DATA EXTRACTS:
= Beginning of Section =

//! Image decode job descriptor.
//!
//! A request is owned by exactly one party at a time: the component that built
//! it, the loader queue, a worker, and finally the loader again while the
//! result is delivered. It moves between them by value.

use std::path::{Path, PathBuf};
use std::sync::Arc;
use std::sync::atomic::{AtomicU64, Ordering};

use super::{FileIdentity, Priority};
use crate::domain::ports::{ClientHandle, ClientId, ThumbnailPresence};

static NEXT_REQUEST_ID: AtomicU64 = AtomicU64::new(1);

/// Process-unique identity of one request object.
///
/// Two value-equal requests still have distinct ids; the id tracks the
/// object through the queue's active set and the loader's in-flight set.
#[derive(Debug, Clone, Copy, PartialEq, Eq, Hash, PartialOrd, Ord)]
pub struct RequestId(u64);

impl RequestId {
    fn next() -> Self {
        Self(NEXT_REQUEST_ID.fetch_add(1, Ordering::Relaxed))
    }
}

impl std::fmt::Display for RequestId {
    fn fmt(&self, f: &mut std::fmt::Formatter<'_>) -> std::fmt::Result {
        write!(f, "#{}", self.0)
    }
}

/// Requested output size.
#[derive(Debug, Clone, Copy, PartialEq, Eq, Hash, PartialOrd, Ord, Default)]
pub enum TargetSize {
    /// Full resolution, no scaling.
    #[default]
    Full,
    /// Fit within the given box.
    Bounded {
        /// Maximum width in pixels.
        width: u32,
        /// Maximum height in pixels.
        height: u32,
    },
}

impl TargetSize {
    /// Creates a bounding box size.
    #[must_use]
    pub const fn bounded(width: u32, height: u32) -> Self {
        Self::Bounded { width, height }
    }

    /// Creates a square bounding box.
    #[must_use]
    pub const fn square(edge: u32) -> Self {
        Self::Bounded {
            width: edge,
            height: edge,
        }
    }

    /// Returns the box dimensions, or `None` for full size.
    #[must_use]
    pub const fn dimensions(self) -> Option<(u32, u32)> {
        match self {
            Self::Full => None,
            Self::Bounded { width, height } => Some((width, height)),
        }
    }

    /// Returns the longer edge of the box, or `None` for full size.
    #[must_use]
    pub fn max_edge(self) -> Option<u32> {
        self.dimensions().map(|(w, h)| w.max(h))
    }
}

/// Kind-specific part of a request.
#[derive(Clone)]
pub enum RequestKind {
    /// Plain image or thumbnail request.
    Image,
    /// Preload request that becomes unnecessary once the thumbnail cache
    /// already holds the file.
    Preload {
        /// Cache consulted by [`ImageRequest::still_needed`].
        cache: Arc<dyn ThumbnailPresence>,
    },
    /// Video request whose pixels come from a pre-rendered still frame.
    VideoRescale {
        /// On-disk snapshot to decode in place of the video file.
        snapshot: PathBuf,
    },
    /// Sentinel handed to workers during shutdown.
    Exit,
}

impl std::fmt::Debug for RequestKind {
    fn fmt(&self, f: &mut std::fmt::Formatter<'_>) -> std::fmt::Result {
        match self {
            Self::Image => write!(f, "Image"),
            Self::Preload { .. } => write!(f, "Preload"),
            Self::VideoRescale { snapshot } => f
                .debug_struct("VideoRescale")
                .field("snapshot", snapshot)
                .finish(),
            Self::Exit => write!(f, "Exit"),
        }
    }
}

/// Value identity of a request.
///
/// Equality covers file, size, angle, client and priority. The derived order
/// is lexicographic in that field order.
#[derive(Debug, Clone, PartialEq, Eq, Hash, PartialOrd, Ord)]
pub struct RequestKey {
    identity: FileIdentity,
    size: TargetSize,
    angle: i32,
    client: Option<ClientId>,
    priority: Priority,
    exit: bool,
}

impl RequestKey {
    /// Returns true if the request carries a client.
    #[must_use]
    pub const fn has_client(&self) -> bool {
        self.client.is_some()
    }
}

/// One decode job.
#[derive(Debug)]
pub struct ImageRequest {
    id: RequestId,
    identity: FileIdentity,
    kind: RequestKind,
    size: TargetSize,
    angle: i32,
    priority: Priority,
    client: Option<ClientHandle>,
    loaded_ok: bool,
    thumbnail_request: bool,
    upscale: bool,
    pre_rotated: bool,
    full_size: Option<(u32, u32)>,
}

impl ImageRequest {
    /// Creates a plain image request.
    #[must_use]
    pub fn new(
        identity: FileIdentity,
        size: TargetSize,
        angle: i32,
        client: Option<ClientHandle>,
    ) -> Self {
        Self::with_kind(RequestKind::Image, identity, size, angle, client)
    }

    /// Creates a preload request that is skipped once `cache` holds `identity`.
    #[must_use]
    pub fn preload(
        identity: FileIdentity,
        size: TargetSize,
        angle: i32,
        client: Option<ClientHandle>,
        cache: Arc<dyn ThumbnailPresence>,
    ) -> Self {
        Self::with_kind(RequestKind::Preload { cache }, identity, size, angle, client)
    }

    /// Creates a request that decodes `snapshot` on behalf of the video `identity`.
    #[must_use]
    pub fn video_rescale(
        identity: FileIdentity,
        snapshot: PathBuf,
        size: TargetSize,
        angle: i32,
        client: Option<ClientHandle>,
    ) -> Self {
        Self::with_kind(
            RequestKind::VideoRescale { snapshot },
            identity,
            size,
            angle,
            client,
        )
    }

    /// Creates the shutdown sentinel.
    #[must_use]
    pub fn exit() -> Self {
        Self::with_kind(
            RequestKind::Exit,
            FileIdentity::new(""),
            TargetSize::Full,
            0,
            None,
        )
    }

    fn with_kind(
        kind: RequestKind,
        identity: FileIdentity,
        size: TargetSize,
        angle: i32,
        client: Option<ClientHandle>,
    ) -> Self {
        Self {
            id: RequestId::next(),
            identity,
            kind,
            size,
            angle,
            priority: Priority::default(),
            client,
            loaded_ok: false,
            thumbnail_request: false,
            upscale: false,
            pre_rotated: false,
            full_size: None,
        }
    }

    /// Sets the priority.
    #[must_use]
    pub fn with_priority(mut self, priority: Priority) -> Self {
        self.priority = priority;
        self
    }

    /// Marks the request as a thumbnail request.
    #[must_use]
    pub fn with_thumbnail_request(mut self, thumbnail: bool) -> Self {
        self.thumbnail_request = thumbnail;
        self
    }

    /// Allows scaling images that are smaller than the target box.
    #[must_use]
    pub fn with_upscale(mut self, upscale: bool) -> Self {
        self.upscale = upscale;
        self
    }

    /// Declares that decoded pixels already carry the rotation.
    #[must_use]
    pub fn with_pre_rotated(mut self, pre_rotated: bool) -> Self {
        self.pre_rotated = pre_rotated;
        self
    }

    /// Returns the object identity of this request.
    #[must_use]
    pub const fn id(&self) -> RequestId {
        self.id
    }

    /// Returns the catalog identity.
    #[must_use]
    pub const fn identity(&self) -> &FileIdentity {
        &self.identity
    }

    /// Returns the file that is actually decoded.
    #[must_use]
    pub fn file_system_path(&self) -> &Path {
        match &self.kind {
            RequestKind::VideoRescale { snapshot } => snapshot.as_path(),
            _ => self.identity.as_path(),
        }
    }

    /// Returns the request kind.
    #[must_use]
    pub const fn kind(&self) -> &RequestKind {
        &self.kind
    }

    /// Returns the requested size.
    #[must_use]
    pub const fn size(&self) -> TargetSize {
        self.size
    }

    /// Returns the rotation angle in degrees.
    #[must_use]
    pub const fn angle(&self) -> i32 {
        self.angle
    }

    /// Returns the priority.
    #[must_use]
    pub const fn priority(&self) -> Priority {
        self.priority
    }

    /// Changes the priority.
    pub fn set_priority(&mut self, priority: Priority) {
        self.priority = priority;
    }

    /// Returns the requesting client, if any.
    #[must_use]
    pub const fn client(&self) -> Option<&ClientHandle> {
        self.client.as_ref()
    }

    /// Returns true if the request was decoded successfully.
    #[must_use]
    pub const fn loaded_ok(&self) -> bool {
        self.loaded_ok
    }

    /// Records whether the decode succeeded.
    pub fn set_loaded_ok(&mut self, ok: bool) {
        self.loaded_ok = ok;
    }

    /// Returns true for thumbnail requests.
    #[must_use]
    pub const fn is_thumbnail_request(&self) -> bool {
        self.thumbnail_request
    }

    /// Returns true if upscaling is allowed.
    #[must_use]
    pub const fn upscale_allowed(&self) -> bool {
        self.upscale
    }

    /// Returns true if decoded pixels are already rotated.
    #[must_use]
    pub const fn is_pre_rotated(&self) -> bool {
        self.pre_rotated
    }

    /// Returns the full decoded size, once known.
    #[must_use]
    pub const fn full_size(&self) -> Option<(u32, u32)> {
        self.full_size
    }

    /// Records the full decoded size.
    pub fn set_full_size(&mut self, size: (u32, u32)) {
        self.full_size = Some(size);
    }

    /// Returns true for the shutdown sentinel.
    #[must_use]
    pub const fn is_exit(&self) -> bool {
        matches!(self.kind, RequestKind::Exit)
    }

    /// Returns false once the work has become pointless.
    #[must_use]
    pub fn still_needed(&self) -> bool {
        match &self.kind {
            RequestKind::Preload { cache } => !cache.contains(&self.identity),
            RequestKind::Image | RequestKind::VideoRescale { .. } | RequestKind::Exit => true,
        }
    }

    /// Returns the value identity used for deduplication.
    #[must_use]
    pub fn key(&self) -> RequestKey {
        RequestKey {
            identity: self.identity.clone(),
            size: self.size,
            angle: self.angle,
            client: self.client.as_ref().map(ClientHandle::id),
            priority: self.priority,
            exit: self.is_exit(),
        }
    }

    /// Returns true if the request belongs to `client`.
    #[must_use]
    pub fn belongs_to(&self, client: ClientId) -> bool {
        self.client.as_ref().is_some_and(|c| c.id() == client)
    }
}

impl PartialEq for ImageRequest {
    fn eq(&self, other: &Self) -> bool {
        self.key() == other.key()
    }
}

impl Eq for ImageRequest {}
//! Loader startup error types.

use thiserror::Error;

use super::CacheError;

/// Loader failure variants.
#[derive(Debug, Error)]
pub enum LoaderError {
    /// A worker thread could not be started.
    #[error("failed to spawn worker thread: {0}")]
    Spawn(#[source] std::io::Error),

    /// The thumbnail cache could not be opened.
    #[error("thumbnail cache unavailable: {0}")]
    Cache(#[from] CacheError),
}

= End of Section =

WHAT NEEDS TO BE DONE: Only the lines from the beginning of the listing through the line containing "use std::sync::Arc;" are wanted, each restated word for word.

WRITTEN REPLY:
//! Image decode job descriptor.
//!
//! A request is owned by exactly one party at a time: the component that built
//! it, the loader queue, a worker, and finally the loader again while the
//! result is delivered. It moves between them by value.

use std::path::{Path, PathBuf};
use std::sync::Arc;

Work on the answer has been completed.